**Exercise requirements**
What lines below contain the word "Accumulating"? Please pull each one out.

**Raw data**
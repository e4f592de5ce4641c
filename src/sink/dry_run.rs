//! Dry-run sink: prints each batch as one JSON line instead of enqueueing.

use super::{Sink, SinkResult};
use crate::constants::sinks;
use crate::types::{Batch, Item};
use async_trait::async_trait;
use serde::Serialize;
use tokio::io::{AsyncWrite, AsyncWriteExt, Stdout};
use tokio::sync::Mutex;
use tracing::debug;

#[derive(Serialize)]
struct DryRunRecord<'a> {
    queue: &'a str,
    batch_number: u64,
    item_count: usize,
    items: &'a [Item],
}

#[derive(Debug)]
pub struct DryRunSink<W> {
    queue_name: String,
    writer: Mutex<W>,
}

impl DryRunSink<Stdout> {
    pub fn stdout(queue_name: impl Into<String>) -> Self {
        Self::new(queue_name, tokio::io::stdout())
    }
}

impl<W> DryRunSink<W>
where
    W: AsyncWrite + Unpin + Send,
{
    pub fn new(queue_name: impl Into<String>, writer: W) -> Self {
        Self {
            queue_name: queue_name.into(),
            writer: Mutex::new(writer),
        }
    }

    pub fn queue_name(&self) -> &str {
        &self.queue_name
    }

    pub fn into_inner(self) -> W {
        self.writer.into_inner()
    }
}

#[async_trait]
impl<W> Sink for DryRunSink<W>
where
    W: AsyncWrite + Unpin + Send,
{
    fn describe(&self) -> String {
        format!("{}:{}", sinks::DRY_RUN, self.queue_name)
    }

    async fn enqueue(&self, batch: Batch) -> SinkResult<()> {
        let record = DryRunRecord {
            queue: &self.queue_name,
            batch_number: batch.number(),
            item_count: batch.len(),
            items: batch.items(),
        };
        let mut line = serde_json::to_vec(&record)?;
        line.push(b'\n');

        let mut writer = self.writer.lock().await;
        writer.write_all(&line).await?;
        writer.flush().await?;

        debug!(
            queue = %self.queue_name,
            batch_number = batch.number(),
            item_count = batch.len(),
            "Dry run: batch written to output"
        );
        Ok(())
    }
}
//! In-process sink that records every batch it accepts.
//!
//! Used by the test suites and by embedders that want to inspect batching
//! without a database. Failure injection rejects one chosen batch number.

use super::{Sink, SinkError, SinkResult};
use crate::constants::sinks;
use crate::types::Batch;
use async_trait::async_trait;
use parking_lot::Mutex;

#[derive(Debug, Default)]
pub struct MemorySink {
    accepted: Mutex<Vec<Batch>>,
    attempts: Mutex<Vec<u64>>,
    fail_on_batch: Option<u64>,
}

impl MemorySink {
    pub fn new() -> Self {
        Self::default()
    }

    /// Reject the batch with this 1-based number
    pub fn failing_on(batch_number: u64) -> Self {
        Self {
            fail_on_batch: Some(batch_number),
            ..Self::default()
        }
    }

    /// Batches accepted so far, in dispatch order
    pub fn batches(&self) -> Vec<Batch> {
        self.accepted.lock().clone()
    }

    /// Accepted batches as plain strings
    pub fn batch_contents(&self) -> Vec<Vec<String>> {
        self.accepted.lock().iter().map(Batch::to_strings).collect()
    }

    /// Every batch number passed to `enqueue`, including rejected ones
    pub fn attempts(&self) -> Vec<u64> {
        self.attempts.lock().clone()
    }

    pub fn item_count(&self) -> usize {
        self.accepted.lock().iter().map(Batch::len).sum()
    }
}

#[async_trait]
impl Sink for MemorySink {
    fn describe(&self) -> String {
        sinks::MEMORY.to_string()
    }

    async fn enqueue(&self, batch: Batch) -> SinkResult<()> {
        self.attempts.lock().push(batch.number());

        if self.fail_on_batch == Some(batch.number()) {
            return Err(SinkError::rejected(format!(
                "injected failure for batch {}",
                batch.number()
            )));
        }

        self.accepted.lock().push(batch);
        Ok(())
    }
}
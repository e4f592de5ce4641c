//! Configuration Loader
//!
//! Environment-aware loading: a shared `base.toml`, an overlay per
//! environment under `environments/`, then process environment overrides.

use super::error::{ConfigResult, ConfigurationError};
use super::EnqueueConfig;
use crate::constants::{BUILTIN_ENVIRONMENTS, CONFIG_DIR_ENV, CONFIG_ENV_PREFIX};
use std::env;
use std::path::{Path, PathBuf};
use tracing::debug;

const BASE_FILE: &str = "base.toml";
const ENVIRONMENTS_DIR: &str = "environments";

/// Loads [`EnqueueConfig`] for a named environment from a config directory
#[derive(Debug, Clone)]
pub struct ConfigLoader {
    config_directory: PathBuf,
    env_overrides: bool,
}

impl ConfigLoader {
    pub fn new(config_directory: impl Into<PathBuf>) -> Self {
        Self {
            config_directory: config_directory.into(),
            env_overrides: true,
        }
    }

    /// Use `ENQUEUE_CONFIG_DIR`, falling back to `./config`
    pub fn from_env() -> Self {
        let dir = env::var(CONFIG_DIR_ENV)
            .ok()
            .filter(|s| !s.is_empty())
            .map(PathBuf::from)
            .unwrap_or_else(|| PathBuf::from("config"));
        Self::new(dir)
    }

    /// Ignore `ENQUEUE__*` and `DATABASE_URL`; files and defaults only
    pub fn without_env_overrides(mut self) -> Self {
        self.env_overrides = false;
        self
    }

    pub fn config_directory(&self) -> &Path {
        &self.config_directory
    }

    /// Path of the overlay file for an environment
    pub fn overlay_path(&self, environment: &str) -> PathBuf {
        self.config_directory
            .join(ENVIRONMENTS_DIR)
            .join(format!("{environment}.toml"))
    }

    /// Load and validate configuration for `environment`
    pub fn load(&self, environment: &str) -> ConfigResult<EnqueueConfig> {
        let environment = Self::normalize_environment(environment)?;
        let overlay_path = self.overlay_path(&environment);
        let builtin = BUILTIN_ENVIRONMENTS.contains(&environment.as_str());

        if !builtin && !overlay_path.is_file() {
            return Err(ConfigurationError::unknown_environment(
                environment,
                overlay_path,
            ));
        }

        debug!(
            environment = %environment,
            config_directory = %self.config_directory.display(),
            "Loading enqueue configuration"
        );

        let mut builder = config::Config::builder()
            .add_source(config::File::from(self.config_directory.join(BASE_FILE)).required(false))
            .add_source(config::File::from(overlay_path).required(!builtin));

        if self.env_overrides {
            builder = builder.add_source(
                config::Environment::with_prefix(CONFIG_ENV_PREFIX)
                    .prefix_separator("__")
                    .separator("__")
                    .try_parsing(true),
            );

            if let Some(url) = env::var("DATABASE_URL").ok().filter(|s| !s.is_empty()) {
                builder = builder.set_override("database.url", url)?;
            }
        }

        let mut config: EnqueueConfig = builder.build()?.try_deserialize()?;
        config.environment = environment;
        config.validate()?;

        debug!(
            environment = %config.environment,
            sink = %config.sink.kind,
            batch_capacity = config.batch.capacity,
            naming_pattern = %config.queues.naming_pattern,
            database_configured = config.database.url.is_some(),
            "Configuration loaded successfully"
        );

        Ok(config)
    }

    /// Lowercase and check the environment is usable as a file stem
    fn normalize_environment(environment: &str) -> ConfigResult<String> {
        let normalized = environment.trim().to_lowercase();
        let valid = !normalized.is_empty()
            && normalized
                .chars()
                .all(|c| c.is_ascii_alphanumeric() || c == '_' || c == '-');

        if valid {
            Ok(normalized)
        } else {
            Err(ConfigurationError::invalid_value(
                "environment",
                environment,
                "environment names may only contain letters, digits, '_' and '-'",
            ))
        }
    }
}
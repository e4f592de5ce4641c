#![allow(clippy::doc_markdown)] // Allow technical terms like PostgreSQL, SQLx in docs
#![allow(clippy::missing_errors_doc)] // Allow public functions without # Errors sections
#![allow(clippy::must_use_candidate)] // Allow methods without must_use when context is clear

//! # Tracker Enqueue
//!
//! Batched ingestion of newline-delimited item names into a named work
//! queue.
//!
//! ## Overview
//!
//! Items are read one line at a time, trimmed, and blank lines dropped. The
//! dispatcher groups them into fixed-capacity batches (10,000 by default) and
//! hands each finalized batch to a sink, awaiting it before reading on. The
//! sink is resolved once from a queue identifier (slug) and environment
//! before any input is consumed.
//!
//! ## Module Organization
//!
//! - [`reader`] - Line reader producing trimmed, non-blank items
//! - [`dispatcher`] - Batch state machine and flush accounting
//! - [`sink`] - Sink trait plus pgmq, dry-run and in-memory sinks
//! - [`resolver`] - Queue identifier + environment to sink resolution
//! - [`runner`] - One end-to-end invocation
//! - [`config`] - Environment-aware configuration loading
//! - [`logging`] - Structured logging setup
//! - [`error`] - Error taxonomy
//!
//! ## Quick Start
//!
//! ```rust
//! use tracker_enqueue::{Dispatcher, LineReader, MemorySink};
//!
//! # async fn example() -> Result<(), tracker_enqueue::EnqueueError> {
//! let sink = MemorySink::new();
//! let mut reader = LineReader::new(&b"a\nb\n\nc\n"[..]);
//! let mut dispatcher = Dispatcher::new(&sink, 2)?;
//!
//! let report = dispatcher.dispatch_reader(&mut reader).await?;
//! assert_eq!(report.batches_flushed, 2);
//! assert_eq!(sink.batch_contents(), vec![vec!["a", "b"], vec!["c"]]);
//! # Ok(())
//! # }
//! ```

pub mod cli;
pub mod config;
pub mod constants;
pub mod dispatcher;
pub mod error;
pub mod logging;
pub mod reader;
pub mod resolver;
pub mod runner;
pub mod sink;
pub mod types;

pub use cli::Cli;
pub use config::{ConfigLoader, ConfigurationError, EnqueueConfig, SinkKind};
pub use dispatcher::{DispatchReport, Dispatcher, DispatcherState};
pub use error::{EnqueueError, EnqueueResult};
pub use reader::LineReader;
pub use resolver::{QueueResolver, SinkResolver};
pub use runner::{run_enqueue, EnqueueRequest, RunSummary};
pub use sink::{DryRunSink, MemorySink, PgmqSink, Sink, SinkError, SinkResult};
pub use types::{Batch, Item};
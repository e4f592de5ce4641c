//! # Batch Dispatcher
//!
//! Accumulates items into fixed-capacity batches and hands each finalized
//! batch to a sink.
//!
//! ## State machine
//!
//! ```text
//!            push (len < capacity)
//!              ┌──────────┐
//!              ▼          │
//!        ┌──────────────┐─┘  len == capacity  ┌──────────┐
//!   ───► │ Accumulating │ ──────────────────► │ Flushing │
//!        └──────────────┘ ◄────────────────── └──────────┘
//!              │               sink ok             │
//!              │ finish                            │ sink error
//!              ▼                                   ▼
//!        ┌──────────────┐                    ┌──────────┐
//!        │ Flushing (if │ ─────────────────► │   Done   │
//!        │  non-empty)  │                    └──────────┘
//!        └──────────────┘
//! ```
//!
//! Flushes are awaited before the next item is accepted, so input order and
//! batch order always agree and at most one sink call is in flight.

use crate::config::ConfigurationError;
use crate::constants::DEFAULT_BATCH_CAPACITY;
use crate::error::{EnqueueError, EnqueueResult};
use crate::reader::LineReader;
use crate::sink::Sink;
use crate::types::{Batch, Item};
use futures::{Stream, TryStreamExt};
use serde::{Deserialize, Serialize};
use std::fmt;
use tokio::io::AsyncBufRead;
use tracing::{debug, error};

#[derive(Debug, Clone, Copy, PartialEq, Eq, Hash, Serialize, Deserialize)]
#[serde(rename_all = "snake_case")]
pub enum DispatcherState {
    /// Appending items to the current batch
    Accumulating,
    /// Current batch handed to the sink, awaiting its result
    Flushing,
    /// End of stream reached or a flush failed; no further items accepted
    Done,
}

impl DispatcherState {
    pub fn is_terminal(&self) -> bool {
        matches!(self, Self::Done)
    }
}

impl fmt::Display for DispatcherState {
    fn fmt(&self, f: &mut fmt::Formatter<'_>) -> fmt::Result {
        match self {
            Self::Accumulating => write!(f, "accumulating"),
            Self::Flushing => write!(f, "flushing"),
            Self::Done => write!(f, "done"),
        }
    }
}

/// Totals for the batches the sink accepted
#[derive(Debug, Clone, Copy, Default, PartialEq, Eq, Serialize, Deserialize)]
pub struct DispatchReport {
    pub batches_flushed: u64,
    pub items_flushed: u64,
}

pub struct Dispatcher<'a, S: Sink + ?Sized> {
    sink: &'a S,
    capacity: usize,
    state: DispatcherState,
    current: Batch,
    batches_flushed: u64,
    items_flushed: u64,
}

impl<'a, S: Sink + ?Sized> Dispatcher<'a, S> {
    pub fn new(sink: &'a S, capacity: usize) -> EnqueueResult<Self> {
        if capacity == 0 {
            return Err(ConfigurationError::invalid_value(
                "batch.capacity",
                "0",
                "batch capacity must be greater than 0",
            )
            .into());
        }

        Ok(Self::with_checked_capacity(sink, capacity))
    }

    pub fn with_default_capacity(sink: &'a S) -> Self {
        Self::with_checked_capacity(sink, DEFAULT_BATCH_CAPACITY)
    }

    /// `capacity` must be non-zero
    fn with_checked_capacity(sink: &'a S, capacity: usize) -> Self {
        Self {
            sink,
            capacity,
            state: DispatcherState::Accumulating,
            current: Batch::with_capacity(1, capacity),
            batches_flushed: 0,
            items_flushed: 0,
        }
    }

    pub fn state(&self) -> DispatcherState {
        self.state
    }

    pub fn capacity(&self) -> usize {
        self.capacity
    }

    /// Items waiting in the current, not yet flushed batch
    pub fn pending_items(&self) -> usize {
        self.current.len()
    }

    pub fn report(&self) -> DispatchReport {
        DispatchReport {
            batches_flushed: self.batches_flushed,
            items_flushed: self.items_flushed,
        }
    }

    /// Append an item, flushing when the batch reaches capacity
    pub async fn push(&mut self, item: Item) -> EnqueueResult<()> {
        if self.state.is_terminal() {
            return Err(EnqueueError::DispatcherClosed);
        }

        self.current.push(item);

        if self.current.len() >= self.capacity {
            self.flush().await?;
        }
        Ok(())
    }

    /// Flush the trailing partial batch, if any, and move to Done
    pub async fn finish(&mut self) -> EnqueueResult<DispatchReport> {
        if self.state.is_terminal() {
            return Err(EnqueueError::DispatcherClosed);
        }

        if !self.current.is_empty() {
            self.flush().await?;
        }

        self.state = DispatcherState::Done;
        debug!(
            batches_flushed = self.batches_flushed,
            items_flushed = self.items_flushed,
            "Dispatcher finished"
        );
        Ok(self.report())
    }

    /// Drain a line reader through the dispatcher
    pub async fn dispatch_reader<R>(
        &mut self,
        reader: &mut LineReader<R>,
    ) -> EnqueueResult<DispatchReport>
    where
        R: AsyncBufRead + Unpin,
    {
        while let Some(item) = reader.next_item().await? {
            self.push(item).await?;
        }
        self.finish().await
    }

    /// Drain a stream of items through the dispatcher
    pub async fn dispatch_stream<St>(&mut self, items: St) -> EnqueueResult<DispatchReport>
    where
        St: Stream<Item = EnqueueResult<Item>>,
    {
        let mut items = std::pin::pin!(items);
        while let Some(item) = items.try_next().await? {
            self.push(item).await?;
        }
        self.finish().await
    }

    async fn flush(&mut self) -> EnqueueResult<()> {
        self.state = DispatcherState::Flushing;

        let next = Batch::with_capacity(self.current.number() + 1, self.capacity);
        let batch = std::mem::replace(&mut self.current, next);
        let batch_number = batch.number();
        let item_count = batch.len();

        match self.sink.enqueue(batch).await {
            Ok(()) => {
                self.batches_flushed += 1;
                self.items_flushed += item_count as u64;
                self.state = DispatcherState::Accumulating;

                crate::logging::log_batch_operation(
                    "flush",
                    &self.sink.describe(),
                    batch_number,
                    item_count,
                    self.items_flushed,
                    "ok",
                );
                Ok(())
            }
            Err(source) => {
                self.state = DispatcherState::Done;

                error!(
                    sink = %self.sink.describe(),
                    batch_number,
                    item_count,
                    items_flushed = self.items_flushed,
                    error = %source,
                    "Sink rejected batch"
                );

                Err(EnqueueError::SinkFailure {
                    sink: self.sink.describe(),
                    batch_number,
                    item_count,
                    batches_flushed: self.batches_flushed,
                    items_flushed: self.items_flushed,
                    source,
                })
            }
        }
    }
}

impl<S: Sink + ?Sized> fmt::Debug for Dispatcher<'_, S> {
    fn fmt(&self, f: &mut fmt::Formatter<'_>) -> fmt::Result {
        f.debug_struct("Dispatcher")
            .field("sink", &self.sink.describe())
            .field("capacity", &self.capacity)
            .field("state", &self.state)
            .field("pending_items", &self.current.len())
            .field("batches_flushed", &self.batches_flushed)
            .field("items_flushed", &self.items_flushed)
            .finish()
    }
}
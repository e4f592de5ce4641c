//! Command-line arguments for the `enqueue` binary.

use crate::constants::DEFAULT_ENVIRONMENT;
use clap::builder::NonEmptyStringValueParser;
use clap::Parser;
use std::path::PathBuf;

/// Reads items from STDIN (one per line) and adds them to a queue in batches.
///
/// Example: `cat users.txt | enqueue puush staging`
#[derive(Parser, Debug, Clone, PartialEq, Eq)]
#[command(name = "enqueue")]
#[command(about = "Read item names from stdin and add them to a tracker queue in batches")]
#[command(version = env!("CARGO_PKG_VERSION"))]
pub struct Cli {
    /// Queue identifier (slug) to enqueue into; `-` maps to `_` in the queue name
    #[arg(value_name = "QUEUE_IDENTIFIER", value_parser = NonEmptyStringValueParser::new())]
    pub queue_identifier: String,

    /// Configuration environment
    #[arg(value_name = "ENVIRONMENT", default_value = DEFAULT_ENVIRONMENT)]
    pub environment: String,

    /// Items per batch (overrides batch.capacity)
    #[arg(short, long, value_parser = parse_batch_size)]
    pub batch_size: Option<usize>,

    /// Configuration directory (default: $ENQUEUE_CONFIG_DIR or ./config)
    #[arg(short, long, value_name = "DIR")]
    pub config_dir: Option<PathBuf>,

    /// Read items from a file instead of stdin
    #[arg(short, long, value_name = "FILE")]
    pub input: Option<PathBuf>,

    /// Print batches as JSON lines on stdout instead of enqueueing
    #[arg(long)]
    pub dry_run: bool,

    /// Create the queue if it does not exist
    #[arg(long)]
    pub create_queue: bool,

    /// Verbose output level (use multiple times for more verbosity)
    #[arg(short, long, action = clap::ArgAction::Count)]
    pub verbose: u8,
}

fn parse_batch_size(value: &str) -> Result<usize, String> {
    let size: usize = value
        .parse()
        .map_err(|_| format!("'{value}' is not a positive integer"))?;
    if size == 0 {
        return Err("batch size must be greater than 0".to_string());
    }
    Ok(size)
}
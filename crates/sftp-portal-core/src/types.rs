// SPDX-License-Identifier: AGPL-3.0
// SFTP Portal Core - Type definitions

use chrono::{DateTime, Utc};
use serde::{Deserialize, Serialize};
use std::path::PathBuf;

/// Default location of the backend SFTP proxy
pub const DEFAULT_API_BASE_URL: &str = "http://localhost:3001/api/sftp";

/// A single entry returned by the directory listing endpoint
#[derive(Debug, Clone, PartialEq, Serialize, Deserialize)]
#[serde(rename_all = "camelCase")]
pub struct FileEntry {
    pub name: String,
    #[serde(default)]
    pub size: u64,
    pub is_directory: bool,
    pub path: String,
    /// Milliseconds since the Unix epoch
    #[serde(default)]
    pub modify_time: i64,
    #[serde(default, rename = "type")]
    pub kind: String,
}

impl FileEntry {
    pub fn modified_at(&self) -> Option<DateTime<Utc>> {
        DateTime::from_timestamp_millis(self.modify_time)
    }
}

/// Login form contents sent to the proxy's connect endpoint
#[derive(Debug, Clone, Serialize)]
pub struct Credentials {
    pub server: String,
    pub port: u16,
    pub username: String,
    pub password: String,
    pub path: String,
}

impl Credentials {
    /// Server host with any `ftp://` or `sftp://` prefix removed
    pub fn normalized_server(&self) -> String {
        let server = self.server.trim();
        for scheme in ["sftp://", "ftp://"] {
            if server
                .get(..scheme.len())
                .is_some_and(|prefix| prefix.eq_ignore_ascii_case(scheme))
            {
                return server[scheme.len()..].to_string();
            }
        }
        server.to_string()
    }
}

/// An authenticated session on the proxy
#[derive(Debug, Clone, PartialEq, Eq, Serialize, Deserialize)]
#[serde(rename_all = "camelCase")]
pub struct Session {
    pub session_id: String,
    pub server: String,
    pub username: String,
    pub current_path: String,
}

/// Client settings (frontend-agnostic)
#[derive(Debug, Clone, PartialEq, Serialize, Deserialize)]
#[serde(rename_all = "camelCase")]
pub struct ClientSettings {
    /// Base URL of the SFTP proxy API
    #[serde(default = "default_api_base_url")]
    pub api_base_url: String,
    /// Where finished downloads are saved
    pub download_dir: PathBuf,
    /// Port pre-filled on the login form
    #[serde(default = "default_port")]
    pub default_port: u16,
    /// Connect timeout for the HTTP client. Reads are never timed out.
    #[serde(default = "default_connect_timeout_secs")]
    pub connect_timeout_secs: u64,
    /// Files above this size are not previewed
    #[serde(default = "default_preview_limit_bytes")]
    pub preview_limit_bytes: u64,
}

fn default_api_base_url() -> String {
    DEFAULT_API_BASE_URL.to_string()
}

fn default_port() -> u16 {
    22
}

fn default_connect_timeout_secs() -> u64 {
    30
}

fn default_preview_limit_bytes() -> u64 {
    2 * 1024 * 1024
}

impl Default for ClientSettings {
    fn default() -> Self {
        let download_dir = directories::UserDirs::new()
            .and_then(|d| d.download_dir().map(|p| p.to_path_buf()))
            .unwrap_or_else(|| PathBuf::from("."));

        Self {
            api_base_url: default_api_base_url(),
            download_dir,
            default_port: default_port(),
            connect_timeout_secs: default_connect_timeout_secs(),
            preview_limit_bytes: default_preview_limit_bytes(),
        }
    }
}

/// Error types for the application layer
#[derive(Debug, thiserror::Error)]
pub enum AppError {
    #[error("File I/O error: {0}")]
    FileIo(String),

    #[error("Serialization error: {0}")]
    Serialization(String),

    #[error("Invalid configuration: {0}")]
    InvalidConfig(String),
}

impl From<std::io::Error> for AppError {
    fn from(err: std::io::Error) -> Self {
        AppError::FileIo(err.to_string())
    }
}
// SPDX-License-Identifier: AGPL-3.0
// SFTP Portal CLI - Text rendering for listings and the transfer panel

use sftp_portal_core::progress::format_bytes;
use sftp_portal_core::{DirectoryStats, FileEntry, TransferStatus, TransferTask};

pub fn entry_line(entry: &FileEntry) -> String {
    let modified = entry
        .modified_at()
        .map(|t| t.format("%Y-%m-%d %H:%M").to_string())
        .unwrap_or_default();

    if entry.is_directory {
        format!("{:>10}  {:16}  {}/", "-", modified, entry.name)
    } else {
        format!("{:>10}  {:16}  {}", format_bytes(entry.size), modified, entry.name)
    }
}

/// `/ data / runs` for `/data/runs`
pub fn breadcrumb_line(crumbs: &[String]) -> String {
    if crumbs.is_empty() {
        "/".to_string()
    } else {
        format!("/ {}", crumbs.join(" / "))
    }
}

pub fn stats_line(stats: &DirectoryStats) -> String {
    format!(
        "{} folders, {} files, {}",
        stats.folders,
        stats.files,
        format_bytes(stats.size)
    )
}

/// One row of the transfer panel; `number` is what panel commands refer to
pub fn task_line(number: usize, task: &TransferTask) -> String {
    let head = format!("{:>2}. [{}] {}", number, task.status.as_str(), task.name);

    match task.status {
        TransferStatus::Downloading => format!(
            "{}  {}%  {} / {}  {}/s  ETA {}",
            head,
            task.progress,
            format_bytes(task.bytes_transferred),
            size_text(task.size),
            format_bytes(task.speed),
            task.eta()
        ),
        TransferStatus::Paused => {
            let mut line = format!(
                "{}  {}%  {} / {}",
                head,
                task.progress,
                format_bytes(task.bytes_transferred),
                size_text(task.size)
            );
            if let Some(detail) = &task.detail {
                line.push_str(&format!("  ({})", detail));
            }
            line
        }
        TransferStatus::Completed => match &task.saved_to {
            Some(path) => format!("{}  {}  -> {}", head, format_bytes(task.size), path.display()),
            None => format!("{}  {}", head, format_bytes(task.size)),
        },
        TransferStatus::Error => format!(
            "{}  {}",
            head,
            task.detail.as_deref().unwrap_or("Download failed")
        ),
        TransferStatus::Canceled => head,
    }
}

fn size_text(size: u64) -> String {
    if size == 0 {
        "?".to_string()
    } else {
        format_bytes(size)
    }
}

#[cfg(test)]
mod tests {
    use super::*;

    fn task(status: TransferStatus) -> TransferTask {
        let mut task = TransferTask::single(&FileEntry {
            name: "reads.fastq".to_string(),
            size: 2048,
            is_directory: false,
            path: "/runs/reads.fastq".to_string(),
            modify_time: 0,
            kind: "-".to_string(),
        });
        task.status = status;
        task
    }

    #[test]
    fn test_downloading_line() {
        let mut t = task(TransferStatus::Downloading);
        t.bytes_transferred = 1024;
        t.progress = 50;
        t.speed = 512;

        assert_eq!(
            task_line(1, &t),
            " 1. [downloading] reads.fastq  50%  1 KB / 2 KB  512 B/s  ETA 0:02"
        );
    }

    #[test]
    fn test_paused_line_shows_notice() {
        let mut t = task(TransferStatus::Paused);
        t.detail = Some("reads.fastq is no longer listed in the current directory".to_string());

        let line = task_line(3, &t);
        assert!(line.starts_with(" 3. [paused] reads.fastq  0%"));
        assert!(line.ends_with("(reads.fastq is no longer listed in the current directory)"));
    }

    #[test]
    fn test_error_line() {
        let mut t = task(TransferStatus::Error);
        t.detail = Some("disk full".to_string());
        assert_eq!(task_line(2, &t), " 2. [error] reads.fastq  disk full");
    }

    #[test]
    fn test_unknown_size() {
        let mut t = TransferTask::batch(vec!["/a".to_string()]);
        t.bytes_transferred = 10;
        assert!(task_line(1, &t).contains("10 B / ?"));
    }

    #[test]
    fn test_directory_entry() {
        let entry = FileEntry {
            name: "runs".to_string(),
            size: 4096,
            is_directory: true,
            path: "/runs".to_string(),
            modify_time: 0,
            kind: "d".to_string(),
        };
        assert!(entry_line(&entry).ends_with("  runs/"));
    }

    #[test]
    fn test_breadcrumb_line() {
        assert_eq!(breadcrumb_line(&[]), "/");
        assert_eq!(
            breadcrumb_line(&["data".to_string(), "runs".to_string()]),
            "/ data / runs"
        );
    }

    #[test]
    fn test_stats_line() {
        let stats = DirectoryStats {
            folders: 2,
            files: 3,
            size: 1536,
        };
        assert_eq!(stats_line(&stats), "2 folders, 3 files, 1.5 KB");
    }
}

**Exercise output**
//!   ───► │ Accumulating │ ──────────────────► │ Flushing │
    Accumulating,
            Self::Accumulating => write!(f, "accumulating"),
            state: DispatcherState::Accumulating,
                self.state = DispatcherState::Accumulating;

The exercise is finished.